Beyond that, however, the signature Fosse moves are evident — the sexual hip-shaking, the come-hither facial expressions, the isolated body movements. "There's no new step under the sun," observed Margery Beddow, a former Fosse dancer and author of the book, "Bob Fosse's Broadway."
According to Butler, Beyoncé came to see fellow music star Usher when he appeared in Chicago in 2006, so she was familiar with Fosse's work when, early in 2008, she caught a YouTube video which set "Mexican Breakfast" to "Walk It Out," a hit by R&B/rap artist DJ Unk.
Gwen Verdon in "Mexican Breakfast"
The Verdon dance "was all in one take," Beyoncé explained in a later television interview, after many viewers and critics had picked up on the similarities between "Single Ladies" and "Mexican Breakfast." "And I thought, wow, how amazing would that be now? Because videos now have so many cuts, so many takes. Just to see a non-stop dance video, one take, all the way through, very simple. It was the [most] tiring thing I've ever done in my life. Because, if you mess us, you have to start over from the beginning." The video was shot in Brooklyn over the course of a 12-hour day.
"Single Ladies (Put a Ring on It)" wasn't the first time the singer had dipped into the Fosse library, either. Butler points out that she borrowed the dance sequence "The Frug" from the film of Sweet Charity and planted it in her 2007 "Get Me Bodied" video. (One thing's for sure: if Beyoncé ever follows Usher's example and takes a turn in Chicago, Butler won't have to start from scratch with her.)
Perhaps more than any choreographer in American theatre history, Bob Fosse continues to influence dance trends in the world of popular music and music videos. The video to Paul Abdul's 1988 hit single "Cold Hearted" was inspired by Fosse's erotica dance sequence from the movie "All That Jazz." And the video Pussycat Dolls hit "Buttons" is infused with the Fosse dance style — particularly, according to Butler, "Big Spender" from Sweet Charity.

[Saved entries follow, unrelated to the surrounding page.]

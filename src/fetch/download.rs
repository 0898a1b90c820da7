use anyhow::{bail, Context, Result};
use std::{
    path::{Path, PathBuf},
    time::Duration,
};
use tokio::process::Command;
use tracing::debug;

use super::DatasetId;

/// Places `<slug>.zip` for `dataset` inside `dest_dir`.
#[allow(async_fn_in_trait)]
pub trait Downloader {
    async fn download(&self, dataset: &DatasetId, dest_dir: &Path) -> Result<()>;
}

/// Waits between download attempts.
#[allow(async_fn_in_trait)]
pub trait Sleeper {
    async fn sleep(&self, delay: Duration);
}

#[derive(Debug, Clone, Copy, Default)]
pub struct TokioSleeper;

impl Sleeper for TokioSleeper {
    async fn sleep(&self, delay: Duration) {
        tokio::time::sleep(delay).await;
    }
}

/// Shells out to `kaggle datasets download -d <id> -p <dir>`.
/// The child is killed if the attempt is dropped on timeout.
#[derive(Debug, Clone)]
pub struct KaggleCli {
    program: PathBuf,
}

impl Default for KaggleCli {
    fn default() -> Self {
        Self {
            program: PathBuf::from("kaggle"),
        }
    }
}

impl KaggleCli {
    pub fn with_program(program: impl Into<PathBuf>) -> Self {
        Self {
            program: program.into(),
        }
    }
}

impl Downloader for KaggleCli {
    async fn download(&self, dataset: &DatasetId, dest_dir: &Path) -> Result<()> {
        debug!(program = %self.program.display(), %dataset, "spawning download");
        let status = Command::new(&self.program)
            .args(["datasets", "download", "-d", dataset.as_str(), "-p"])
            .arg(dest_dir)
            .kill_on_drop(true)
            .status()
            .await
            .with_context(|| format!("spawning {}", self.program.display()))?;
        if !status.success() {
            bail!("{} exited with {}", self.program.display(), status);
        }
        Ok(())
    }
}
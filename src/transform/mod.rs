// src/transform/mod.rs
//! Per-dataset reshaping, then the merge into one final table.

use arrow::record_batch::RecordBatch;

use crate::error::{PipelineError, Result};

pub mod employment;
pub mod impute;
pub mod merge;
pub mod schema;
pub mod wages;

pub use employment::transform_employment;
pub use impute::{impute, impute_all_excluding, ImputeStrategy};
pub use merge::{finalize, merge};
pub use schema::{normalize, ColumnSelector, RenameMap, TOTAL_POPULATION, YEAR};
pub use wages::transform_wages;

/// A stage can only work on a table that exists and has rows.
pub fn require_rows<'a>(
    batch: Option<&'a RecordBatch>,
    stage: &'static str,
) -> Result<&'a RecordBatch> {
    match batch {
        Some(b) if b.num_rows() > 0 => Ok(b),
        _ => Err(PipelineError::EmptyInput { stage }),
    }
}
// src/load/snapshot.rs

use anyhow::{Context, Result};
use arrow::record_batch::RecordBatch;
use parquet::{
    arrow::ArrowWriter,
    basic::{BrotliLevel, Compression},
    file::properties::WriterProperties,
};
use std::{
    fs,
    path::{Path, PathBuf},
};
use tracing::{info, instrument, warn};

/// A snapshot fully written to `<path>.tmp`, not yet visible at `path`.
/// Dropping it without [`StagedSnapshot::commit`] removes the temp file.
#[derive(Debug)]
pub struct StagedSnapshot {
    temp_path: PathBuf,
    path: PathBuf,
    committed: bool,
}

impl StagedSnapshot {
    /// Rename the temp file into place.
    pub fn commit(mut self) -> Result<()> {
        fs::rename(&self.temp_path, &self.path)
            .with_context(|| format!("renaming {} into place", self.temp_path.display()))?;
        self.committed = true;
        info!(path = %self.path.display(), "snapshot published");
        Ok(())
    }
}

impl Drop for StagedSnapshot {
    fn drop(&mut self) {
        if !self.committed {
            if let Err(e) = fs::remove_file(&self.temp_path) {
                warn!(path = %self.temp_path.display(), "failed to discard snapshot: {}", e);
            }
        }
    }
}

/// Write `batch` as Parquet to `<path>.tmp`. Nothing appears at `path`
/// until the returned handle is committed.
#[instrument(level = "info", skip(batch), fields(path = %path.display()))]
pub fn stage_snapshot(path: &Path, batch: &RecordBatch) -> Result<StagedSnapshot> {
    if let Some(parent) = path.parent() {
        fs::create_dir_all(parent)
            .with_context(|| format!("creating {}", parent.display()))?;
    }
    let props = WriterProperties::builder()
        .set_compression(Compression::BROTLI(BrotliLevel::try_new(5)?))
        .build();

    let temp_path = path.with_extension("tmp");
    let file = fs::File::create(&temp_path)
        .with_context(|| format!("creating {}", temp_path.display()))?;
    let staged = StagedSnapshot {
        temp_path,
        path: path.to_path_buf(),
        committed: false,
    };
    let mut writer = ArrowWriter::try_new(file, batch.schema(), Some(props))?;
    writer.write(batch)?;
    writer.close()?;

    info!(rows = batch.num_rows(), "snapshot staged");
    Ok(staged)
}

/// Stage and publish in one step.
pub fn write_snapshot(path: &Path, batch: &RecordBatch) -> Result<()> {
    stage_snapshot(path, batch)?.commit()
}
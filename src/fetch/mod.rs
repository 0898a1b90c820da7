// src/fetch/mod.rs
//! Retrieve a named dataset archive and unpack its first table.

use anyhow::anyhow;
use arrow::record_batch::RecordBatch;
use std::{
    fmt,
    path::{Path, PathBuf},
    time::Duration,
};
use tokio::{fs, time::timeout};
use tracing::{error, info, instrument, warn};

use crate::error::FetchError;

pub mod archive;
pub mod download;

pub use archive::{read_csv, unpack_first_table, ExtractError};
pub use download::{Downloader, KaggleCli, Sleeper, TokioSleeper};

/// `<owner>/<slug>` as understood by the dataset provider.
#[derive(Debug, Clone, PartialEq, Eq)]
pub struct DatasetId {
    full: String,
    split: usize,
}

impl DatasetId {
    pub fn parse(raw: &str) -> Result<Self, FetchError> {
        let mut parts = raw.split('/');
        match (parts.next(), parts.next(), parts.next()) {
            (Some(owner), Some(slug), None) if !owner.is_empty() && !slug.is_empty() => Ok(Self {
                full: raw.to_string(),
                split: owner.len(),
            }),
            _ => Err(FetchError::InvalidDatasetId(raw.to_string())),
        }
    }

    pub fn as_str(&self) -> &str {
        &self.full
    }

    pub fn owner(&self) -> &str {
        &self.full[..self.split]
    }

    pub fn slug(&self) -> &str {
        &self.full[self.split + 1..]
    }

    /// File name the provider writes: `<slug>.zip`.
    pub fn archive_name(&self) -> String {
        format!("{}.zip", self.slug())
    }
}

impl fmt::Display for DatasetId {
    fn fmt(&self, f: &mut fmt::Formatter<'_>) -> fmt::Result {
        f.write_str(&self.full)
    }
}

/// Fixed-delay retry bound. `max_retries` counts retries, not attempts.
#[derive(Debug, Clone, Copy)]
pub struct RetryPolicy {
    pub max_retries: u32,
    pub retry_delay: Duration,
    pub attempt_timeout: Duration,
}

impl Default for RetryPolicy {
    fn default() -> Self {
        Self {
            max_retries: 3,
            retry_delay: Duration::from_secs(3),
            attempt_timeout: Duration::from_secs(300),
        }
    }
}

pub struct Fetcher<D, S = TokioSleeper> {
    downloader: D,
    sleeper: S,
    policy: RetryPolicy,
    archive_dir: PathBuf,
    data_dir: PathBuf,
}

impl<D: Downloader> Fetcher<D, TokioSleeper> {
    pub fn new(downloader: D, policy: RetryPolicy, archive_dir: &Path, data_dir: &Path) -> Self {
        Self::with_sleeper(downloader, TokioSleeper, policy, archive_dir, data_dir)
    }
}

impl<D: Downloader, S: Sleeper> Fetcher<D, S> {
    pub fn with_sleeper(
        downloader: D,
        sleeper: S,
        policy: RetryPolicy,
        archive_dir: &Path,
        data_dir: &Path,
    ) -> Self {
        Self {
            downloader,
            sleeper,
            policy,
            archive_dir: archive_dir.to_path_buf(),
            data_dir: data_dir.to_path_buf(),
        }
    }

    /// Download `dataset` (with retries), then unpack it.
    ///
    /// `Ok(None)` means the archive arrived but could not be read; the error
    /// has already been reported and the caller decides what an absent table
    /// means. Retry exhaustion and a missing archive are hard errors.
    #[instrument(level = "info", skip_all, fields(dataset = %dataset))]
    pub async fn fetch(&self, dataset: &DatasetId) -> Result<Option<RecordBatch>, FetchError> {
        fs::create_dir_all(&self.archive_dir).await?;
        fs::create_dir_all(&self.data_dir).await?;

        self.download_with_retry(dataset).await?;

        let zip_path = self.archive_dir.join(dataset.archive_name());
        if !fs::try_exists(&zip_path).await.unwrap_or(false) {
            error!(path = %zip_path.display(), "no archive after download");
            return Err(FetchError::ArchiveMissing(zip_path));
        }

        // offload decompression + CSV parsing to the blocking pool
        let data_dir = self.data_dir.clone();
        let unpacked =
            tokio::task::spawn_blocking(move || unpack_first_table(&zip_path, &data_dir))
                .await
                .unwrap_or_else(|join_err| Err(ExtractError::Unknown(anyhow!(join_err))));

        match unpacked {
            Ok(table) => {
                info!(
                    rows = table.num_rows(),
                    columns = table.num_columns(),
                    "dataset loaded"
                );
                Ok(Some(table))
            }
            Err(e) => {
                warn!(error = %e, "extraction failed, no table produced");
                Ok(None)
            }
        }
    }

    async fn download_with_retry(&self, dataset: &DatasetId) -> Result<(), FetchError> {
        let mut retries = 0u32;
        loop {
            let attempt = retries + 1;
            info!(attempt, "downloading");
            let outcome = match timeout(
                self.policy.attempt_timeout,
                self.downloader.download(dataset, &self.archive_dir),
            )
            .await
            {
                Ok(res) => res,
                Err(_) => Err(anyhow!(
                    "timed out after {:?}",
                    self.policy.attempt_timeout
                )),
            };

            match outcome {
                Ok(()) => return Ok(()),
                Err(e) => {
                    retries += 1;
                    if retries > self.policy.max_retries {
                        error!(attempts = attempt, error = %e, "Exhausted retries");
                        return Err(FetchError::RetryExhausted {
                            dataset: dataset.to_string(),
                            attempts: attempt,
                        });
                    }
                    warn!(
                        attempt,
                        delay_secs = self.policy.retry_delay.as_secs_f64(),
                        error = %e,
                        "Retrying"
                    );
                    self.sleeper.sleep(self.policy.retry_delay).await;
                }
            }
        }
    }
}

Bulter claims that Fosse would probably not have been upset by such outright homages. "Bob did the same thing in reverse," he said. "He'd pull from theses old social dances like the Black Bottom and it became part of his vocabulary."
While Beddow is happy that the Fosse influence lives on, she feels like something is being lost in translation.
"Fosse would appreciate the fact that they're beautiful and are looking very sexy," she said of the "Single Ladies" video. But "they really needed to go a bit deeper into what Fosse's style was. The point of his work was it was all about acting. Whether you're singing and dancing, you're acting. You're in the business of communicating ideas. Fosse had a subtext to the steps, so that you would be doing something with your hips, but with your eyes and your head, you're thinking 'How do you like this?' Something would be challenging, something would be 'Ha, ha, ha. I’m going to walk away now.' There was something you were thinking in each section."
Beddow said she could see that Beyoncé and her companions "were thinking sexy, but it was one color. Fosse always said the head and the eyes develop last. They look out at the audience. They're landing it on the audience.
"He said, 'If a dancer isn't also an actor, it's just so much animated wallpaper.'"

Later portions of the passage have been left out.